• _WORK ITEM_
Lines of the data that contain the word "DeserializeOwned" are the ones to copy.

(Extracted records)
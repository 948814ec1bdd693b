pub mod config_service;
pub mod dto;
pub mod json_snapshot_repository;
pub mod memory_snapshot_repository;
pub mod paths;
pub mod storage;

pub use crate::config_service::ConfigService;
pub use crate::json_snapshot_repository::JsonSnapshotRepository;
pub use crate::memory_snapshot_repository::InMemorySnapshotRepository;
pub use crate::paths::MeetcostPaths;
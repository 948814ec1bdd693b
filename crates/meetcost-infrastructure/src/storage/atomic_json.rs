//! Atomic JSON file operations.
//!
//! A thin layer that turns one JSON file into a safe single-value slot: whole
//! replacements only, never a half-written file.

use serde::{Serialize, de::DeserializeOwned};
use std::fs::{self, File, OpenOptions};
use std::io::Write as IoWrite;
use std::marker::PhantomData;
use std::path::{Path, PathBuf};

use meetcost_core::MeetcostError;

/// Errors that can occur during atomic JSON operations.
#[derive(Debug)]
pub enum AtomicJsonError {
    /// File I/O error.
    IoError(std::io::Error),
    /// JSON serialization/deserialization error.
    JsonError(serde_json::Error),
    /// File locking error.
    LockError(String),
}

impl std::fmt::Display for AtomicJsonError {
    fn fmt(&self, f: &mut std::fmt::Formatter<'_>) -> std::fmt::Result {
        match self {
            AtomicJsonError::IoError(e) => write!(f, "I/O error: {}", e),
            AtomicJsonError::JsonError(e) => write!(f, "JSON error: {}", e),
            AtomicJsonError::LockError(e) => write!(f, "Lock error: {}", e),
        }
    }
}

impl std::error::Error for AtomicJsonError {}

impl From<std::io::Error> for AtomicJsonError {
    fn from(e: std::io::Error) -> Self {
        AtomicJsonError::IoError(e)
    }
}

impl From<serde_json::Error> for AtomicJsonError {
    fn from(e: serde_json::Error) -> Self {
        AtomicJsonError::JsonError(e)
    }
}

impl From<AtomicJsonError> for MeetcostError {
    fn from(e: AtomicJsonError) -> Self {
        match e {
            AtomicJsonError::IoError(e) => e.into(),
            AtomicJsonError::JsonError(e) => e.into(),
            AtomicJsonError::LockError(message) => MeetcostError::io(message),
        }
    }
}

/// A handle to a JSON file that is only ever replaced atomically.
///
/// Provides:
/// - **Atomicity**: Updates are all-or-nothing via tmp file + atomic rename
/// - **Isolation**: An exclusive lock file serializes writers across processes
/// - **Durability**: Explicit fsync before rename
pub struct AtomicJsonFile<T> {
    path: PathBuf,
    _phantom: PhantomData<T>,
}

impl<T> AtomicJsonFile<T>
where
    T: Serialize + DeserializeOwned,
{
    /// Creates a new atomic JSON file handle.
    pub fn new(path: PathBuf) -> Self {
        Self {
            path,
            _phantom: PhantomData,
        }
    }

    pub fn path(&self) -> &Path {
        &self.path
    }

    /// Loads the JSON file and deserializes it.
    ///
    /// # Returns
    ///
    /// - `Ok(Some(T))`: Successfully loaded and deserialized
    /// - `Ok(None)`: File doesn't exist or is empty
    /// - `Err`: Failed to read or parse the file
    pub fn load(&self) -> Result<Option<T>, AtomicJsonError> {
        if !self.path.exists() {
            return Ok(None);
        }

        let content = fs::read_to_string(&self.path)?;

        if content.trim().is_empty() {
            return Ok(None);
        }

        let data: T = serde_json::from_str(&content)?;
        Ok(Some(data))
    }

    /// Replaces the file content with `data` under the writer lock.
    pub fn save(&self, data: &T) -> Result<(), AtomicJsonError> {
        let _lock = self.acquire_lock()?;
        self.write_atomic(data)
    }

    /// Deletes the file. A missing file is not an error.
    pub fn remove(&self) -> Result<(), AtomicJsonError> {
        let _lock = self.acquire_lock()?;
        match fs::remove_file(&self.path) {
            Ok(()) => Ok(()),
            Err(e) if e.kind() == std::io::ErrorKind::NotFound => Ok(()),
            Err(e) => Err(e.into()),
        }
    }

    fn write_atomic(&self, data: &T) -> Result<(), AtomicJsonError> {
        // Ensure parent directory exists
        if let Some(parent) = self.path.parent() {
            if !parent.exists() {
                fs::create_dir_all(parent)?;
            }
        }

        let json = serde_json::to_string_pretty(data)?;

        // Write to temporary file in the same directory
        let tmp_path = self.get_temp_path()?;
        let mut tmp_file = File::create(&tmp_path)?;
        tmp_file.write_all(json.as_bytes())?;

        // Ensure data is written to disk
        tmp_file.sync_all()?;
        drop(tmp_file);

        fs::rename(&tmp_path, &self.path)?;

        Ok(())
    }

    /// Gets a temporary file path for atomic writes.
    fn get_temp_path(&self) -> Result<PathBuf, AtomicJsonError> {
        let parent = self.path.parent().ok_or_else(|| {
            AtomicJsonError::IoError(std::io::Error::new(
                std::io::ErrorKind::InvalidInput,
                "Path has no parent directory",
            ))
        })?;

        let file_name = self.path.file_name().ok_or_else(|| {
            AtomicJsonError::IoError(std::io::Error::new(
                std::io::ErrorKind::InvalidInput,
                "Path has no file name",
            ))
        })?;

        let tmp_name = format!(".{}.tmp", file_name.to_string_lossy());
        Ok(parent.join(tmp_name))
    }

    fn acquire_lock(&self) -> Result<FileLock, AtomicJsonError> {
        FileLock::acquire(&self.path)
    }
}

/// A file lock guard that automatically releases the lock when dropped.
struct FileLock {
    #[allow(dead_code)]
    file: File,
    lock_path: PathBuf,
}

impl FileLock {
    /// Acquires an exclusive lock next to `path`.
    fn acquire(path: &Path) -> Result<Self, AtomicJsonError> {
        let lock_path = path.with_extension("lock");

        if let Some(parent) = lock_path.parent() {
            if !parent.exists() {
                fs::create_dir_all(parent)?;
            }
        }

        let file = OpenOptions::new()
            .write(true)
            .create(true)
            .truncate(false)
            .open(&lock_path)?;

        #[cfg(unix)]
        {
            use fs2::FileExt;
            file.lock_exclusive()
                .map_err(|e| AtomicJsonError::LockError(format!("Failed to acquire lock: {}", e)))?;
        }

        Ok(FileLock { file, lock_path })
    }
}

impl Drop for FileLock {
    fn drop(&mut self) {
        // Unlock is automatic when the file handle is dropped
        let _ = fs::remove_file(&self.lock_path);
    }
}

• _OUTPUT OF THE EXERCISE_
use serde::{Serialize, de::DeserializeOwned};
    T: Serialize + DeserializeOwned,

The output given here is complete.